Task goal :: How many lines below include the string "wrong"? State the number alone.

Items from a data source:
+ + + + +

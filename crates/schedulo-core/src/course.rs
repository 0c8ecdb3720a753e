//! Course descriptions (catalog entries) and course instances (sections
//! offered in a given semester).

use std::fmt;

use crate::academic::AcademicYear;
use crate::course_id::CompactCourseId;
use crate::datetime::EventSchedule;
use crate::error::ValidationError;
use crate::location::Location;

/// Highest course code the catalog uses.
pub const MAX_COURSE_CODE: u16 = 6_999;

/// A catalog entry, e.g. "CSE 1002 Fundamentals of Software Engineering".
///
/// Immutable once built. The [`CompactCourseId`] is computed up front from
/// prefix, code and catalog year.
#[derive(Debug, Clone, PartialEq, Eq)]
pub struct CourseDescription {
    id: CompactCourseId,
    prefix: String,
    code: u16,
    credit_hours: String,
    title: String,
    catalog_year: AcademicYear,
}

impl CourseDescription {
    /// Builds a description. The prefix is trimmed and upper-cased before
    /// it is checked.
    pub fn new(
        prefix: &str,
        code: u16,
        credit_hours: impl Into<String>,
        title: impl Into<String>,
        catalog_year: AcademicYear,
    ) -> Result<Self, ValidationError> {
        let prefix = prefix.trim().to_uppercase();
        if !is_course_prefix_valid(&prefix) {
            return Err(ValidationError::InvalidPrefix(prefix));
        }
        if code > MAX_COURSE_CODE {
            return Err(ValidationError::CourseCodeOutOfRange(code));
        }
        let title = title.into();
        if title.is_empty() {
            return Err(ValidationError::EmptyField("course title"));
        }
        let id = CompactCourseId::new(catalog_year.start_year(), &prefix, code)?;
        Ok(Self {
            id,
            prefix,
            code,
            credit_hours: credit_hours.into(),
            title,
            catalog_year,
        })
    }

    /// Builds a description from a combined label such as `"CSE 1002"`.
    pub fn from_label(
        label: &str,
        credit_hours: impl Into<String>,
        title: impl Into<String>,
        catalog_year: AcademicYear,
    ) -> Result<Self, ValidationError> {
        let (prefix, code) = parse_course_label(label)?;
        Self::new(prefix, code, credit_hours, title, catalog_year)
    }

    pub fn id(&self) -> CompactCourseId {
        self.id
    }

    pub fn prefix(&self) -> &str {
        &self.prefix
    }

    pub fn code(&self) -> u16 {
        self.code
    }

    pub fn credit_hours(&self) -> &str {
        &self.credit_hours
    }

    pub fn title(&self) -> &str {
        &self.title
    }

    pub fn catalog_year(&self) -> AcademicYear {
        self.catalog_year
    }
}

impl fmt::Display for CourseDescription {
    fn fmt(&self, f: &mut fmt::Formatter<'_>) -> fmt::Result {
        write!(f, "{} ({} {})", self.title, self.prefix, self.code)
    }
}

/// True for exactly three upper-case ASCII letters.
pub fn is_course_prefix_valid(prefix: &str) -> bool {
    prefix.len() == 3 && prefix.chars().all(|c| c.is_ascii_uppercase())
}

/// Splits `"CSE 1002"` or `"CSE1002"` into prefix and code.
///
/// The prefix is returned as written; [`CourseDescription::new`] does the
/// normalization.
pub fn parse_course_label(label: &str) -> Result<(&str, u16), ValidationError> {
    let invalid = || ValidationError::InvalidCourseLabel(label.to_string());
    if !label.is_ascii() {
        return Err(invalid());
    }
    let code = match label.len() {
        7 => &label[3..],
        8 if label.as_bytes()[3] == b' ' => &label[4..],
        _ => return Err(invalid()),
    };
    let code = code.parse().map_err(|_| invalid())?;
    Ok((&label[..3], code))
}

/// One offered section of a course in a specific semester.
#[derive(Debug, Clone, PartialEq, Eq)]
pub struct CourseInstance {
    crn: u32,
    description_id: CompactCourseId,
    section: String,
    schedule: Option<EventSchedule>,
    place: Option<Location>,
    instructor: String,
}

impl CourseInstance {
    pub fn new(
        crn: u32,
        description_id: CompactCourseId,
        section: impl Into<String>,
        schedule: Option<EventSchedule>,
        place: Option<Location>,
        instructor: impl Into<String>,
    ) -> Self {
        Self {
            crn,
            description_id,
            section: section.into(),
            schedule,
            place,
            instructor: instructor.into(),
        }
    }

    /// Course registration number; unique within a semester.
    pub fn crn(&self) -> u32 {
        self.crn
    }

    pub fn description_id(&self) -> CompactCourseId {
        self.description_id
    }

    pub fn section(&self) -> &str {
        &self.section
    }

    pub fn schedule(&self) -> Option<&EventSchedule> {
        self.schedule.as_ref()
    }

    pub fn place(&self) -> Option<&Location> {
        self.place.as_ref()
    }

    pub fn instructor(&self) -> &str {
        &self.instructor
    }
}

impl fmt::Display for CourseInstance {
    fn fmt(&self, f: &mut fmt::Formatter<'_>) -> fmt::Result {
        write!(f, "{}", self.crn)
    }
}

+ + + + +

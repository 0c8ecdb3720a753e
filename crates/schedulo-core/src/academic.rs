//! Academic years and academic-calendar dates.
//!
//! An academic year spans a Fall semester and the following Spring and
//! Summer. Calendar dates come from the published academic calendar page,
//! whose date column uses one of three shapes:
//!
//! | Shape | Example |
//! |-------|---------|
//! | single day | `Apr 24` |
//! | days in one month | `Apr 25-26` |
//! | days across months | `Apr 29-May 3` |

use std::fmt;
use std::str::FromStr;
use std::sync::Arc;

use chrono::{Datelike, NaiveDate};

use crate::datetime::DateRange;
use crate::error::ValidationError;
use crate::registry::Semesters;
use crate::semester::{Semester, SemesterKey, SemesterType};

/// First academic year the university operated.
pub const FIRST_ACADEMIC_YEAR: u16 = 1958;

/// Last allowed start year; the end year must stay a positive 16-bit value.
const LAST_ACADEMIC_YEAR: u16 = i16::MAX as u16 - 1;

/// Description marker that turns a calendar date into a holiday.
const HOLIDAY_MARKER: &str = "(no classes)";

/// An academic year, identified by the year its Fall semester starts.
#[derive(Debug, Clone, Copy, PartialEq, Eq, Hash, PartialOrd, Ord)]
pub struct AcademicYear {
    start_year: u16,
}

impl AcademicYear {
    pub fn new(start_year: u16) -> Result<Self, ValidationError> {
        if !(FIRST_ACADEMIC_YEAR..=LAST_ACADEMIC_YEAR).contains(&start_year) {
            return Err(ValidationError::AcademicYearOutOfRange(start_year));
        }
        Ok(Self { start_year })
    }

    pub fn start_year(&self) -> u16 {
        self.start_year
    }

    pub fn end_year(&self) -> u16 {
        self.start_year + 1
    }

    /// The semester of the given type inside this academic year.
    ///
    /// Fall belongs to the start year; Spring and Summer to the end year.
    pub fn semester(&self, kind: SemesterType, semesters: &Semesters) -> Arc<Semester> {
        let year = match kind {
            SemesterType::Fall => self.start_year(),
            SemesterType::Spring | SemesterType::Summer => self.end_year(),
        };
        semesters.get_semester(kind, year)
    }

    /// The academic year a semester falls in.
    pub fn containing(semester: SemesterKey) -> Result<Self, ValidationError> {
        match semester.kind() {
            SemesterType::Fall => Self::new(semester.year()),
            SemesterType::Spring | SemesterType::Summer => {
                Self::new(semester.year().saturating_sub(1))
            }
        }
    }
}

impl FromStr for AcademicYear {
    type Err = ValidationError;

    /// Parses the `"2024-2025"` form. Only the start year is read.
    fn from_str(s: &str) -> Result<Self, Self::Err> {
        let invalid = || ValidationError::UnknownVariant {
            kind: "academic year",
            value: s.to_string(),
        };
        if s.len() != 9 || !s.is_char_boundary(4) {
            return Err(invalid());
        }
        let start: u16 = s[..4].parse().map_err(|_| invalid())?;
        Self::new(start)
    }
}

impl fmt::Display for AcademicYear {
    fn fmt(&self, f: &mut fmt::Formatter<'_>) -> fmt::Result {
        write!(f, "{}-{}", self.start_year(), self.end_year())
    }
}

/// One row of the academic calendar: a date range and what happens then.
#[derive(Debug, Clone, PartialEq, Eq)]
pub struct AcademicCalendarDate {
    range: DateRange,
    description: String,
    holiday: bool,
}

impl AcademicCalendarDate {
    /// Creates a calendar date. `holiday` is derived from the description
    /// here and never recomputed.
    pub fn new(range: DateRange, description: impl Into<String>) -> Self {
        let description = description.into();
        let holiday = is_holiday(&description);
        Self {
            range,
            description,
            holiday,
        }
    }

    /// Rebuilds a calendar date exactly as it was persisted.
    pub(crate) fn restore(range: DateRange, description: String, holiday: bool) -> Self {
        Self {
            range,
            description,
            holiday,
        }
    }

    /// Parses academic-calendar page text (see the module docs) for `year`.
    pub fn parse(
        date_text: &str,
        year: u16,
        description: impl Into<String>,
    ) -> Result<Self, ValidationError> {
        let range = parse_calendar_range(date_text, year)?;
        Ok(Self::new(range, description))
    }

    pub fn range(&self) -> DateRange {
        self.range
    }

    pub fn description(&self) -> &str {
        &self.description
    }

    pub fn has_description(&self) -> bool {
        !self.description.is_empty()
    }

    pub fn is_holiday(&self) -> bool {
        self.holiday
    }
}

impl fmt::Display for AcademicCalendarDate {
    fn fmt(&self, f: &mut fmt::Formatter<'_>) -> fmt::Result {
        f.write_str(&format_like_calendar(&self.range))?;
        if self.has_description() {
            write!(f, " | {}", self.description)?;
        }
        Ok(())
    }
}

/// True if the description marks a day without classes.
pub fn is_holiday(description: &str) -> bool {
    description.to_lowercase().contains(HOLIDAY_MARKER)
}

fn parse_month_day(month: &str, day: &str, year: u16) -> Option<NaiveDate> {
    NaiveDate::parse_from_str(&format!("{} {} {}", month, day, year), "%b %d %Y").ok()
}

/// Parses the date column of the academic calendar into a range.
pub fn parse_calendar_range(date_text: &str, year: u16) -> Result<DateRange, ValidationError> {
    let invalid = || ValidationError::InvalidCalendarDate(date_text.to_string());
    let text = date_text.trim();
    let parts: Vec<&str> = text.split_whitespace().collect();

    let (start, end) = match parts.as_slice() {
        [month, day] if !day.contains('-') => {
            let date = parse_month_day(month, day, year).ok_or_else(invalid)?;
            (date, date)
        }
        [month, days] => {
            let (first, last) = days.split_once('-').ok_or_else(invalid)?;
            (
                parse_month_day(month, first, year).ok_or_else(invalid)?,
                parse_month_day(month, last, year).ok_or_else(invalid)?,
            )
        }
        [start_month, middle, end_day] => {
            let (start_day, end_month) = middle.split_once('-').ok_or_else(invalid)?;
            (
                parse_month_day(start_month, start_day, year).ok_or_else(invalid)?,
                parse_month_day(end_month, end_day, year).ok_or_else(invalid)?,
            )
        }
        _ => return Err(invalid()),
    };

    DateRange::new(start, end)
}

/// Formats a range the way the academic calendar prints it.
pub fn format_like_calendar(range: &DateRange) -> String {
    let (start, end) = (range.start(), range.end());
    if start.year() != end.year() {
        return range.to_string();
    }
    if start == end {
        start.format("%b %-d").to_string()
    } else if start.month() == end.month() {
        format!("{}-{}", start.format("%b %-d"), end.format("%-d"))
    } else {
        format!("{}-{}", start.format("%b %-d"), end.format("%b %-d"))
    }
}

+ + + + +

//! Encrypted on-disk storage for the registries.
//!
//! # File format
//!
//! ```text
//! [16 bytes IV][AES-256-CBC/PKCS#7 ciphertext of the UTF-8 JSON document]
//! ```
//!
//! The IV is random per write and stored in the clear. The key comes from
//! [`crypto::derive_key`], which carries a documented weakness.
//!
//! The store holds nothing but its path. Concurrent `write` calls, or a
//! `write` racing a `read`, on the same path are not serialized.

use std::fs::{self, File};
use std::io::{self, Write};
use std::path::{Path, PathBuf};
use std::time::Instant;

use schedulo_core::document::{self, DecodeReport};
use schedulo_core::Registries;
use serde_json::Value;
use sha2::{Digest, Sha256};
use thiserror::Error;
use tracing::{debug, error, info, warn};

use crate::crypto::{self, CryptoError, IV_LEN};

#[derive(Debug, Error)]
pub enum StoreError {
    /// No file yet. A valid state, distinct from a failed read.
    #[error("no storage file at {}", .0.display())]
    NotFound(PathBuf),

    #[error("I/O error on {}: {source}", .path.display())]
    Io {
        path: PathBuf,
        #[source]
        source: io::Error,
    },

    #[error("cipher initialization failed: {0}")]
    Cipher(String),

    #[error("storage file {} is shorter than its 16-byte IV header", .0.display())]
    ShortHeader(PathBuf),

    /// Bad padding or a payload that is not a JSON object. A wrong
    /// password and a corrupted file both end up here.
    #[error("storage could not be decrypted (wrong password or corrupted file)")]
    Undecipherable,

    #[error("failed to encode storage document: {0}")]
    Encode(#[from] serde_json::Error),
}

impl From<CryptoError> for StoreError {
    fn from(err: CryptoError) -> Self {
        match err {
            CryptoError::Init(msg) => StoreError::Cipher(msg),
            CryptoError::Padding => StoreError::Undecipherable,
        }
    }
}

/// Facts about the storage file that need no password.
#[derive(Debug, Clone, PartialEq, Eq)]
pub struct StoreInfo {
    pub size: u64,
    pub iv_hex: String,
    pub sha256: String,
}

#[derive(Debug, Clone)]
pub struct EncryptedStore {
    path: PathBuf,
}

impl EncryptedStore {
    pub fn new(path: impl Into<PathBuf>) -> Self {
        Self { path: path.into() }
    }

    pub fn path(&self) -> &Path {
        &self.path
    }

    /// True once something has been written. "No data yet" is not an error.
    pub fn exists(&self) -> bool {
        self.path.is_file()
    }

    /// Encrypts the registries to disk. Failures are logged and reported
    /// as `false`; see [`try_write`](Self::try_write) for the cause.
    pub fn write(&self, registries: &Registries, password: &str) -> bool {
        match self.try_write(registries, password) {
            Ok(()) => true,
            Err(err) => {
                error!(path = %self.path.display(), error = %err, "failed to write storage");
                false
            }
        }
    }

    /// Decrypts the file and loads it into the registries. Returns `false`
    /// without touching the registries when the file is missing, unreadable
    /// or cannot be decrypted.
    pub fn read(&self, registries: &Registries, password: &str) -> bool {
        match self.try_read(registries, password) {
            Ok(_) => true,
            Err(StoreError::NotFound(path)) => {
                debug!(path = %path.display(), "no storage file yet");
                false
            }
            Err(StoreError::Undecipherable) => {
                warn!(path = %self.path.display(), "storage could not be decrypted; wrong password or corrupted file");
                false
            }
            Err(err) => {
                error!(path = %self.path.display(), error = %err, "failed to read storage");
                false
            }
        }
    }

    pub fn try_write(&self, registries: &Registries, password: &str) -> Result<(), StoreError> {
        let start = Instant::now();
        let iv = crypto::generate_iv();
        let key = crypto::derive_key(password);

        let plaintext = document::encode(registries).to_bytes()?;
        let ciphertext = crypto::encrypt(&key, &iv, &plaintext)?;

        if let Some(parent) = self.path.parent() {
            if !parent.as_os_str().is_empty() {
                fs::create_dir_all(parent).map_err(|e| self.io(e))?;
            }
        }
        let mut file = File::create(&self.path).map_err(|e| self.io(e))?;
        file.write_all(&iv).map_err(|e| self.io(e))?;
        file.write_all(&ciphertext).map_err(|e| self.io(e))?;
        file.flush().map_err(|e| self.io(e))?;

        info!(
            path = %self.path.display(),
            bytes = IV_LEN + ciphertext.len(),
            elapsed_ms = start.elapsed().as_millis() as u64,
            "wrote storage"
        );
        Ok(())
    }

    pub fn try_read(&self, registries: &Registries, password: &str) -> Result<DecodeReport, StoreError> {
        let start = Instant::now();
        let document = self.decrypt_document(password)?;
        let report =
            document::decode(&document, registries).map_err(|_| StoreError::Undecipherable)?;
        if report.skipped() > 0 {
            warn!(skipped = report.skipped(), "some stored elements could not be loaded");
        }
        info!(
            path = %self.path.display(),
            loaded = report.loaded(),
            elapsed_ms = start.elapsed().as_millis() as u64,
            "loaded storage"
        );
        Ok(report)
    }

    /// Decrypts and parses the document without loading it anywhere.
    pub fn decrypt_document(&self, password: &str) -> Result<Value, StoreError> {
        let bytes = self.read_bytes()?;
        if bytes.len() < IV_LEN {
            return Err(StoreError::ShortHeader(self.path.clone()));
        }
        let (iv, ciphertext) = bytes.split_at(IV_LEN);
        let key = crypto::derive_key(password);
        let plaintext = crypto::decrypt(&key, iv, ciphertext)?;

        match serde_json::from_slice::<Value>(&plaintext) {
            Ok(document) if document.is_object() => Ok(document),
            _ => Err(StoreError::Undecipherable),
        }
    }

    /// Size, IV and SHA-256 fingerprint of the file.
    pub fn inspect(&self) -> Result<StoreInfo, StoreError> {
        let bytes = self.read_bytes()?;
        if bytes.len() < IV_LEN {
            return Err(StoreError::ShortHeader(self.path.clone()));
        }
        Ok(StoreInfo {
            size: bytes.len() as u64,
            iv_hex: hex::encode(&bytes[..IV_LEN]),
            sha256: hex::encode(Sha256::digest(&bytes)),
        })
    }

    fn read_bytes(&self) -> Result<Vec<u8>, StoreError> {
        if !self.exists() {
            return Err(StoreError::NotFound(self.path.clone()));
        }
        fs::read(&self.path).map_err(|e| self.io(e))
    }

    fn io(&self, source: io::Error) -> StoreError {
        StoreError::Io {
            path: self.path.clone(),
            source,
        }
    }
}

+ + + + +

Solved exercise :: 3